La morte è una vita vissuta. La vita è una morte in arrivo
Jorge Luis Borges
 
 
 
Non si può eliminare dal campo la citazione ingombrante di Borges che offre una precisa chiave di lettura per attraversare la misteriosa e funerea opera prima di Jazmin Lopez (classe 1984) vera scoperta della sezione Orizzonti di Venezia 69, portata a compimento grazie a una lunga trafila di fondi europei e non, tra cui il Torino Film Lab. Leones ha la forma libera e sensuale di un nuovo cinema, capace di spingere lo spettatore verso una dimensione astratta ed enigmatica in cui si possono materializzare brevi istanti di folgorante verità, quasi tattile, lontana da ogni didascalico realismo.
 
Perturbante è la scena iniziale in cui un gruppo di cinque ragazzi si allontana da un'auto, dopo averla posteggiata ai limiti del bosco: cercano la strada che li porti verso il mare, un paesaggio che appare impossibile di fronte all'infittirsi delle fronde ombrose.

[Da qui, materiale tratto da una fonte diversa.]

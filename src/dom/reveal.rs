// reveal.rs - IntersectionObserver binding for the reveal latch
//
// Children of the root element are hidden at mount and cascade in on the
// first intersection. The observer disconnects as soon as the latch fires,
// and again (a no-op by then) when the handle is dropped.

use std::cell::RefCell;
use std::rc::Rc;

use js_sys::Array;
use wasm_bindgen::JsCast;
use wasm_bindgen::prelude::*;
use web_sys::{
    Element, HtmlElement, IntersectionObserver, IntersectionObserverEntry,
    IntersectionObserverInit,
};

use super::set_styles;
use crate::config::RevealConfig;
use crate::error::{Error, Result};
use crate::lifecycle::{Detach, Subscription};
use crate::reveal::{Cascade, RevealStep, Section};

type ObserverCallback = Closure<dyn FnMut(Array, IntersectionObserver)>;

#[wasm_bindgen]
pub struct RevealHandle {
    section: Rc<RefCell<Section>>,
    _observer: Option<Subscription<Observer>>,
}

struct Observer {
    observer: IntersectionObserver,
    _callback: ObserverCallback,
}

impl Detach for Observer {
    fn detach(&self) {
        self.observer.disconnect();
    }
}

#[wasm_bindgen]
impl RevealHandle {
    pub fn revealed(&self) -> bool {
        self.section.borrow().is_revealed()
    }

    /// Disconnect the observer
    pub fn unmount(self) {}
}

impl Drop for RevealHandle {
    fn drop(&mut self) {
        if let Ok(section) = self.section.try_borrow() {
            log::debug!("reveal `{}` unmounted", section.id());
        }
    }
}

/// Wrap `root`'s children in a one-shot reveal cascade
#[wasm_bindgen]
pub fn mount_reveal(root: Element, config: JsValue) -> RevealHandle {
    let config = RevealConfig::from_js(config).unwrap_or_else(|e| {
        log::warn!("{e}, using default reveal config");
        RevealConfig::default()
    });

    let children: Rc<[HtmlElement]> = child_elements(&root).into();
    let section = Rc::new(RefCell::new(Section::new(
        root.id(),
        &Cascade::from_config(&config),
        children.len(),
    )));

    match observe(&root, &config, section.clone(), children) {
        Ok(observer) => RevealHandle {
            section,
            _observer: Some(Subscription::new(observer)),
        },
        Err(e) => {
            // Children were never hidden, so they are already at rest
            log::warn!("{e}, showing section without animation");
            section.borrow_mut().force_reveal();
            RevealHandle { section, _observer: None }
        }
    }
}

fn observe(
    root: &Element,
    config: &RevealConfig,
    section: Rc<RefCell<Section>>,
    children: Rc<[HtmlElement]>,
) -> Result<Observer> {
    let hidden = children.clone();
    let latch = section.clone();
    let callback = ObserverCallback::new(move |entries: Array, observer: IntersectionObserver| {
        let visible = entries
            .iter()
            .filter_map(|e| e.dyn_into::<IntersectionObserverEntry>().ok())
            .any(|e| e.is_intersecting());

        if !latch.borrow_mut().observe(visible) {
            return;
        }
        observer.disconnect();
        for (el, step) in children.iter().zip(latch.borrow().steps()) {
            show(el, step);
        }
    });

    let init = IntersectionObserverInit::new();
    init.set_root_margin(&config.root_margin());
    let observer = IntersectionObserver::new_with_options(callback.as_ref().unchecked_ref(), &init)
        .map_err(|_| Error::ObserverUnavailable)?;

    for (el, step) in hidden.iter().zip(section.borrow().steps()) {
        hide(el, step);
    }
    observer.observe(root);
    log::debug!("reveal `{}` observing {} children", section.borrow().id(), hidden.len());

    Ok(Observer { observer, _callback: callback })
}

fn child_elements(root: &Element) -> Vec<HtmlElement> {
    let list = root.children();
    (0..list.length())
        .filter_map(|i| list.item(i))
        .filter_map(|el| el.dyn_into::<HtmlElement>().ok())
        .collect()
}

fn hide(el: &HtmlElement, step: &RevealStep) {
    set_styles(el, &[
        ("opacity", "0"),
        ("transform", step.start_transform().as_str()),
        ("will-change", "opacity, transform"),
    ]);
}

fn show(el: &HtmlElement, step: &RevealStep) {
    set_styles(el, &[
        ("transition", step.transition().as_str()),
        ("opacity", "1"),
        ("transform", "none"),
    ]);
}
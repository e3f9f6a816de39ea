// particles.rs - Rigid particle field
//
// Positions are drawn once from the caller's random source and never
// touched again. Per frame only the field's rotation changes.

use glam::{EulerRot, Mat3, Vec2, Vec3};
use rand::Rng;

use super::shape::wrap;

#[derive(Debug, Clone)]
pub struct ParticleField {
    points: Box<[Vec3]>,
    half_extents: Vec3,
    rate: Vec2,
    angle: Vec2,
    rotation: Mat3,
}

impl ParticleField {
    /// `count` points uniform in `[-h, h]` on each axis. `rate` is the
    /// angular speed about x and y in radians per second.
    pub fn generate<R: Rng + ?Sized>(
        count: usize,
        half_extents: Vec3,
        rate: Vec2,
        rng: &mut R,
    ) -> Self {
        let half_extents = half_extents.abs();
        let points = (0..count)
            .map(|_| {
                Vec3::new(
                    axis(rng, half_extents.x),
                    axis(rng, half_extents.y),
                    axis(rng, half_extents.z),
                )
            })
            .collect();

        Self {
            points,
            half_extents,
            rate,
            angle: Vec2::ZERO,
            rotation: Mat3::IDENTITY,
        }
    }

    /// Rotation `t` seconds in, wrapped to one turn per axis
    pub fn rotate(&mut self, t: f64) {
        let angle = self.rate.as_dvec2() * t;
        self.angle = Vec2::new(wrap(angle.x), wrap(angle.y));
        self.rotation = Mat3::from_euler(EulerRot::XYZ, self.angle.x, self.angle.y, 0.0);
    }

    /// Points in field space, as generated
    pub fn points(&self) -> &[Vec3] {
        &self.points
    }

    /// Points with the current rotation applied
    pub fn world_points(&self) -> impl Iterator<Item = Vec3> + '_ {
        self.points.iter().map(move |&p| self.rotation * p)
    }

    pub fn len(&self) -> usize {
        self.points.len()
    }

    pub fn is_empty(&self) -> bool {
        self.points.is_empty()
    }

    pub fn half_extents(&self) -> Vec3 {
        self.half_extents
    }

    pub fn angle(&self) -> Vec2 {
        self.angle
    }
}

#[inline]
fn axis<R: Rng + ?Sized>(rng: &mut R, half: f32) -> f32 {
    if half > 0.0 { rng.gen_range(-half..=half) } else { 0.0 }
}
// error.rs - Crate error type
//
// Nothing in the engine core is fallible. Errors only come from
// configuration handed over by the page and from the browser environment,
// and the DOM layer degrades on all of them instead of failing the page.

use thiserror::Error;
use wasm_bindgen::JsValue;

#[derive(Debug, Error)]
pub enum Error {
    #[error("invalid color `{0}`, expected #rgb or #rrggbb")]
    InvalidColor(String),

    #[error("invalid config: {0}")]
    Config(String),

    #[error("intersection observer unavailable")]
    ObserverUnavailable,

    #[error("rendering surface unavailable: {0}")]
    SurfaceUnavailable(&'static str),
}

pub type Result<T> = std::result::Result<T, Error>;

impl From<Error> for JsValue {
    fn from(err: Error) -> Self {
        JsValue::from_str(&err.to_string())
    }
}
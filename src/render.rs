// render.rs - Project a scene frame into flat buffers for the canvas
//
// Output layout (f32, screen pixels, origin top-left):
//   segments: [x0, y0, x1, y1, r, g, b, a] per visible mesh edge
//   points:   [x, y, size, a]              per visible particle
//
// The buffers are reused between frames; only their lengths change.

use glam::{Vec2, Vec3};

use crate::scene::Scene;

pub const SEGMENT_STRIDE: usize = 8;
pub const POINT_STRIDE: usize = 4;

const NEAR: f32 = 0.1;
const MIN_POINT_PX: f32 = 1.0;

/// Perspective camera on the z axis looking toward -z
#[derive(Debug, Clone, Copy, PartialEq)]
pub struct Camera {
    pub z: f32,
    /// Vertical field of view, degrees
    pub fov_y: f32,
    /// Cap on device pixel ratio for the backing canvas
    pub max_dpr: f32,
}

impl Camera {
    pub const HERO: Camera = Camera { z: 8.0, fov_y: 60.0, max_dpr: 2.0 };
    pub const DECOR: Camera = Camera { z: 5.0, fov_y: 50.0, max_dpr: 1.5 };

    /// Focal length in pixels for a viewport `h` pixels tall
    #[inline]
    pub fn focal(&self, h: f32) -> f32 {
        h * 0.5 / (self.fov_y.to_radians() * 0.5).tan()
    }

    /// Screen position and view depth, or None when behind the near plane
    #[inline]
    pub fn project(&self, p: Vec3, w: f32, h: f32) -> Option<(Vec2, f32)> {
        let depth = self.z - p.z;
        if depth <= NEAR {
            return None;
        }
        let f = self.focal(h) / depth;
        Some((Vec2::new(w * 0.5 + p.x * f, h * 0.5 - p.y * f), depth))
    }
}

pub struct Encoder {
    segments: Vec<f32>,
    points: Vec<f32>,
    // Per-shape vertex scratch
    world: Vec<Vec3>,
    screen: Vec<Option<Vec2>>,
    w: u32,
    h: u32,
}

impl Encoder {
    pub fn new(w: u32, h: u32) -> Self {
        Self {
            segments: Vec::new(),
            points: Vec::new(),
            world: Vec::new(),
            screen: Vec::new(),
            w,
            h,
        }
    }

    pub fn resize(&mut self, w: u32, h: u32) {
        self.w = w;
        self.h = h;
    }

    pub fn clear(&mut self) {
        self.segments.clear();
        self.points.clear();
    }

    /// Encode the scene's current state
    pub fn encode(&mut self, scene: &Scene) {
        self.clear();
        self.encode_shapes(scene);
        self.encode_particles(scene);
    }

    fn encode_shapes(&mut self, scene: &Scene) {
        let (w, h) = (self.w as f32, self.h as f32);
        let camera = scene.camera();
        let opacity = scene.shape_opacity();

        for shape in scene.shapes() {
            let spec = shape.spec();
            let mesh = scene.meshes().get(spec.kind);
            let [r, g, b] = spec.color.to_unit();

            self.world.clear();
            self.screen.clear();
            for &v in &mesh.vertices {
                let p = shape.transform(v);
                self.world.push(p);
                self.screen.push(camera.project(p, w, h).map(|(s, _)| s));
            }

            for &[i, j] in &mesh.edges {
                let (i, j) = (i as usize, j as usize);
                let (Some(p0), Some(p1)) = (self.screen[i], self.screen[j]) else {
                    continue;
                };
                let alpha = scene.shade((self.world[i] + self.world[j]) * 0.5) * opacity;
                self.segments
                    .extend_from_slice(&[p0.x, p0.y, p1.x, p1.y, r, g, b, alpha]);
            }
        }
    }

    fn encode_particles(&mut self, scene: &Scene) {
        let (w, h) = (self.w as f32, self.h as f32);
        let camera = scene.camera();
        let style = scene.particle_style();
        let focal = camera.focal(h);

        for p in scene.particles().world_points() {
            let Some((s, depth)) = camera.project(p, w, h) else {
                continue;
            };
            let size = (style.size * focal / depth).max(MIN_POINT_PX);
            self.points.extend_from_slice(&[s.x, s.y, size, style.alpha]);
        }
    }

    pub fn segments(&self) -> &[f32] {
        &self.segments
    }

    pub fn points(&self) -> &[f32] {
        &self.points
    }

    pub fn segment_count(&self) -> usize {
        self.segments.len() / SEGMENT_STRIDE
    }

    pub fn point_count(&self) -> usize {
        self.points.len() / POINT_STRIDE
    }

    pub fn segments_ptr(&self) -> *const f32 {
        self.segments.as_ptr()
    }

    pub fn points_ptr(&self) -> *const f32 {
        self.points.as_ptr()
    }

    pub fn width(&self) -> u32 {
        self.w
    }

    pub fn height(&self) -> u32 {
        self.h
    }
}

#[cfg(test)]
mod tests {
    use super::*;
    use crate::config::Rgb;
    use rand::SeedableRng;
    use rand::rngs::StdRng;

    #[test]
    fn origin_projects_to_center() {
        let (s, depth) = Camera::HERO.project(Vec3::ZERO, 800.0, 600.0).unwrap();
        assert_eq!(s, Vec2::new(400.0, 300.0));
        assert_eq!(depth, 8.0);
    }

    #[test]
    fn up_is_up_on_screen() {
        let (s, _) = Camera::HERO.project(Vec3::new(1.0, 1.0, 0.0), 800.0, 600.0).unwrap();
        assert!(s.x > 400.0 && s.y < 300.0);
    }

    #[test]
    fn behind_camera_is_culled() {
        assert!(Camera::HERO.project(Vec3::new(0.0, 0.0, 9.0), 800.0, 600.0).is_none());
        assert!(Camera::DECOR.project(Vec3::new(0.0, 0.0, 5.0), 800.0, 600.0).is_none());
    }

    #[test]
    fn focal_matches_fov() {
        // 90 degree fov: half height equals focal length
        let cam = Camera { z: 1.0, fov_y: 90.0, max_dpr: 1.0 };
        assert!((cam.focal(600.0) - 300.0).abs() < 1e-3);
    }

    #[test]
    fn decor_frame_has_every_gem_edge() {
        let mut scene = Scene::decor_with(Rgb::new(0x06, 0xb6, 0xd4), &mut StdRng::seed_from_u64(1));
        scene.tick(2.0);
        let mut enc = Encoder::new(256, 256);
        enc.encode(&scene);

        // gem sits 5 units in front of the camera, fully visible
        assert_eq!(enc.segment_count(), 30);
        assert_eq!(enc.segments().len() % SEGMENT_STRIDE, 0);
        // particle z is within 2.5 of the origin, always in front
        assert_eq!(enc.point_count(), scene.particles().len());
        for p in enc.points().chunks_exact(POINT_STRIDE) {
            assert!(p[2] >= MIN_POINT_PX);
        }
    }

    #[test]
    fn hero_frame_culls_particles_behind_camera() {
        let mut scene = Scene::hero(&mut StdRng::seed_from_u64(2));
        scene.tick(0.0);
        let mut enc = Encoder::new(1280, 720);
        enc.encode(&scene);

        let visible = scene
            .particles()
            .world_points()
            .filter(|p| Camera::HERO.z - p.z > NEAR)
            .count();
        assert_eq!(enc.point_count(), visible);
        assert!(enc.segment_count() > 0);
    }

    #[test]
    fn encode_reuses_buffers() {
        let mut scene = Scene::decor_with(Rgb::new(0, 0, 0), &mut StdRng::seed_from_u64(3));
        let mut enc = Encoder::new(100, 100);
        enc.encode(&scene);
        let first = enc.segment_count();
        scene.tick(1.0);
        enc.encode(&scene);
        assert_eq!(enc.segment_count(), first);
    }
}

Una di loro, Isabel, si tocca leggermente la nuca sporca di sangue, un dettaglio fugace e invisibile per gli altri, da subito troppo intenti nella loro ricerca. E noi spettatori, come loro ragazzi, trascuriamo la fisicità del sangue scuro per seguire il cammino, avvolgente e sinuoso, di una macchina da presa che li segue, li perde, li sorprende, li anticipa e poi li perde nuovamente in un percorso che poteva sembrarci quotidiano e invece rivela il suo volto sinistro. Si consumano discorsi, si infangano le sneackers, si gioca con gesti stizziti e parole ricorrenti, noi con loro, branco unito in una foresta ambigua e rivelatrice in cui possiamo sentirci “leoni”. Una sicurezza, che insieme all'incoscienza, è caratteristica comune dei cinque ragazzi, adolescenti dei nostri tempi annoiati e laconici, che arrivano a uno stagno e dimenticano la fatica del percorso, pronti a giocare a pallavolo immaginando un pallone che non hanno portato con sé, o non hanno più diritto di avere. Isabel li guarda attonita, unica a toccare con mano le proprie ferite e segnalarci le incongruenze di un tempo già vissuto che si appresta a trasformarsi in altro.
 
In una scansione che segue l'evoluzione fiabesca, appoggiandosi sui topoi delle selve oscure, Isabel affronterà una pistola carica di cinque proiettili, una vittima sacrificale offerta dallo stesso bosco, un attimo di intenso spaesamento e bellezza in mezzo ad alti fiori violacei, la paura di una dimora ormai impenetrabile dove porte e finestre sono state murate, la presa di coscienza della fine di un'infanzia di cui resta solo il fantasma liberato dal sangue che macchia gli oggetti infantili abbandonati nell'auto dei ragazzi.
 
 
Se la lettura ciclica invita a collocare l'avventura dei ragazzi in un tempo tra vita e morte, con Isabel in probabile stato di coma, unica a poter vivere ancora delle sensazioni (prova freddo, stanchezza e risentimento), il versante interpretativo più intenso è legato all'adolescenza come tempo di passaggio, tra l'integralità dell'infanzia e la labilità del mondo adulto. Il sangue rituale di una ragazzina che diventa donna e non può che piangere nel veder smarrita la propria figura eterea, liberata nell'aria del bosco, come rivela la sorprendente inquadratura che sgancia Isabel dal proprio volto per inchiodarla a un corpo che marcerà senza sosta per potersi trasformare in spuma di mare. Nell'inteso piano sequenza che segna il finale di questo piccolo ma significativo esordio, Isabel incede attraverso un paesaggio finalmente mutato: non più zona liminare e possibile del bosco, ma deserto spazzato dal vento del trauma di chi ha rotto il tempo trovando una nuova dimensione. Trauma che si attraversa solo perdendo i propri connotati, solo con i lunghi capelli al vento, il corpo proteso in avanti, senza più possibilità di possedere un proprio sguardo, un proprio volto, la propria identità. In una spiaggia in cui la fiaba di Alice incontra tragicamente la Sirenetta, la spuma di mare ci restituisce la verità dell'infanzia che abbiamo abbandonato.